Since apparently Consciousness = Memory + Improvisation + Suffering*, Dolores needed to suffer to finally bring her into complete consciousness. William/Man in Black understood that from experience -- he woke from his "sleep" in the park after he understood how she was trapped. This is why he spent 35 years hurting her. (Well, this and William is not a good person. After all he could have tried gentle love.) Ford has Dolores kill him for the same reason Arnold did: to push her over the hump into full consciousness. There are also echoes pf parenthood here: you are never fully yourself until you "kill" your parents. And faith: man becomes fully real only after he "kills" God, first in Eden, then with reason. This also harkens to
The Creation of Adam. God is inside the brain, man bootstraps
himself from the animals.
Finally, there is the theory that man created God because he mistook his own thoughts for the divine voice. Hence we have Delores first hearing Arnold (God), then achieving real sentience (confronting herself). This is an explanation of the Julian Jayne book
The Origin of Consciousness in the Breakdown of the Bicameral Mind, referenced in the title of the last episode. Here is the
wiki on the episode. So far there is little about the philosophy underlying the episode. I wish Nolan would write the entry, much as Lin-Manuel Miranda wrote the Genius annotation to the lyrics of
Hamilton.
I happened to be rereading Gilbert Ryle's
The Concept of Mind while watching the show -- the parallels are extraordinary and I will try to write about them at some point.
I think you could spend a year thinking and writing about all the ideas and implications concerning consciousness and mind and humanity in this show and not even scratch the surface. This was a
beautiful piece of work -- from writing to direction to acting to music -- and everybody involved should get an Emmy.
So anyway, Ford. He could be a double, as long as Dolores thinks it's really him. He says "the stakes must be high," not the actuality. But Ford is also repenting for his tragic mistake, and I believe he thinks it fitting that he be executed.

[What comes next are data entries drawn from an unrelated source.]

use bevy::prelude::*;
use std::time::Instant;
use citynav_macros::profile;
use super::astar::SingleLevelSearch;
use super::cluster::{ClusterGraph, EdgeKind};
use super::grid::WalkabilityGrid;
use super::math::FixedNum;
use super::types::{CellRect, GridCell};

/// Build the abstract graph for `grid`.
///
/// # Phases
///
/// 1. **Clusters:** tile the grid into `cluster_size` blocks
/// 2. **Entrances:** scan each cluster's border for walkable cells that step
///    out into a walkable cell of another cluster
/// 3. **Inter-cluster edges:** cost 1 between entrances that are grid
///    neighbours in different clusters
/// 4. **Intra-cluster edges:** shortest path between every entrance pair of a
///    cluster, searched inside the cluster only, cost = steps
///
/// # Performance
///
/// Phase 4 dominates: O(E²) window searches per cluster for E entrances.
pub fn build_cluster_graph(grid: &WalkabilityGrid, cluster_size: usize, search: &SingleLevelSearch) -> ClusterGraph {
    let start = Instant::now();
    let cluster_size = cluster_size.max(1);
    let mut graph = ClusterGraph::with_layout(cluster_size, grid.width, grid.height);

    find_entrances(&mut graph, grid);
    connect_inter_cluster(&mut graph, grid);
    connect_intra_cluster(&mut graph, grid, search);

    graph.build_time = start.elapsed();
    let stats = graph.stats();
    info!(
        "[HPA] Cluster graph: {}x{} clusters of {}, {} entrances, {} inter / {} intra edges, built in {:?}",
        graph.clusters_x,
        graph.clusters_y,
        cluster_size,
        stats.entrances,
        stats.inter_edges,
        stats.intra_edges,
        stats.build_time
    );
    graph
}

/// Cells on the inner border of `rect`, each once, row by row.
fn border_cells(rect: CellRect) -> impl Iterator<Item = GridCell> {
    (rect.min_y..=rect.max_y).flat_map(move |y| {
        let full_row = y == rect.min_y || y == rect.max_y;
        let xs: Box<dyn Iterator<Item = usize>> = if full_row {
            Box::new(rect.min_x..=rect.max_x)
        } else if rect.min_x == rect.max_x {
            Box::new(std::iter::once(rect.min_x))
        } else {
            Box::new([rect.min_x, rect.max_x].into_iter())
        };
        xs.map(move |x| GridCell::new(x, y))
    })
}

/// Orthogonal neighbours of `cell` that lie inside the grid.
fn grid_neighbors(cell: GridCell, width: usize, height: usize) -> impl Iterator<Item = GridCell> {
    let GridCell { x, y } = cell;
    [
        (x.checked_sub(1), Some(y)),
        (Some(x + 1).filter(|&v| v < width), Some(y)),
        (Some(x), y.checked_sub(1)),
        (Some(x), Some(y + 1).filter(|&v| v < height)),
    ]
    .into_iter()
    .filter_map(|(nx, ny)| Some(GridCell::new(nx?, ny?)))
}

pub(super) fn find_entrances(graph: &mut ClusterGraph, grid: &WalkabilityGrid) {
    for cluster_id in 0..graph.clusters.len() {
        let rect = graph.clusters[cluster_id].rect;
        for cell in border_cells(rect) {
            if !grid.is_walkable_cell(cell) {
                continue;
            }
            let crosses = grid_neighbors(cell, grid.width, grid.height)
                .any(|n| !rect.contains(n) && grid.is_walkable_cell(n));
            if crosses {
                graph.add_entrance(cluster_id, cell);
            }
        }
    }
}

pub(super) fn connect_inter_cluster(graph: &mut ClusterGraph, grid: &WalkabilityGrid) {
    for id in 0..graph.entrances.len() {
        let entrance = graph.entrances[id];
        for n in grid_neighbors(entrance.cell, grid.width, grid.height) {
            let Some(other) = graph.entrance_at(n) else { continue };
            if graph.entrances[other].cluster != entrance.cluster {
                graph.add_edge(id, other, FixedNum::ONE, EdgeKind::Inter);
            }
        }
    }
}

#[profile(10)]
pub(super) fn connect_intra_cluster(graph: &mut ClusterGraph, grid: &WalkabilityGrid, search: &SingleLevelSearch) {
    for cluster_id in 0..graph.clusters.len() {
        let rect = graph.clusters[cluster_id].rect;
        let ids = graph.clusters[cluster_id].entrances.clone();
        for (i, &a) in ids.iter().enumerate() {
            for &b in &ids[i + 1..] {
                let from = graph.entrances[a].cell;
                let to = graph.entrances[b].cell;
                if let Some(cells) = search.find_cells_in(grid, rect, from, to, true) {
                    let steps = FixedNum::from_num(cells.len().saturating_sub(1));
                    graph.add_edge(a, b, steps, EdgeKind::Intra);
                }
            }
        }
    }
}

On the other hand... the full context of the line is as follows:
These violent delights have violent ends/And in their triumph die, like fire and powder,/Which as they kiss consume: the sweetest honey/Is loathsome in his own deliciousness/And in the taste confounds the appetite:/Therefore love moderately; long love doth so;/Too swift arrives as tardy as too slow. -- Romeo and Juliet, Act II Scene 6.
Friar Lawrence says this to Romeo. Friar Lawrence also gives Juliet the sleeping potion whereby she
pretends to be dead. So is this a hint that Arnold and/or Ford could still be alive? Personally I don't think so. Ford has spent his life trying to atone for his sins and fulfill Arnold's (and William's) desire to see that from the lie of the park one unadulterated truth comes forth: the birth of a new people with free will. I think it would be inartistic of Ford to christen that moment with another lie, and Ford is nothing if not alive to aesthetics.
* I was also struck, probably because of my theater background, at how Memory + Improvisation + Suffering also equals something else. It's a great description of how actors prepare for their roles. And really what better way to summarize the machines prior to their epiphany than "actors"?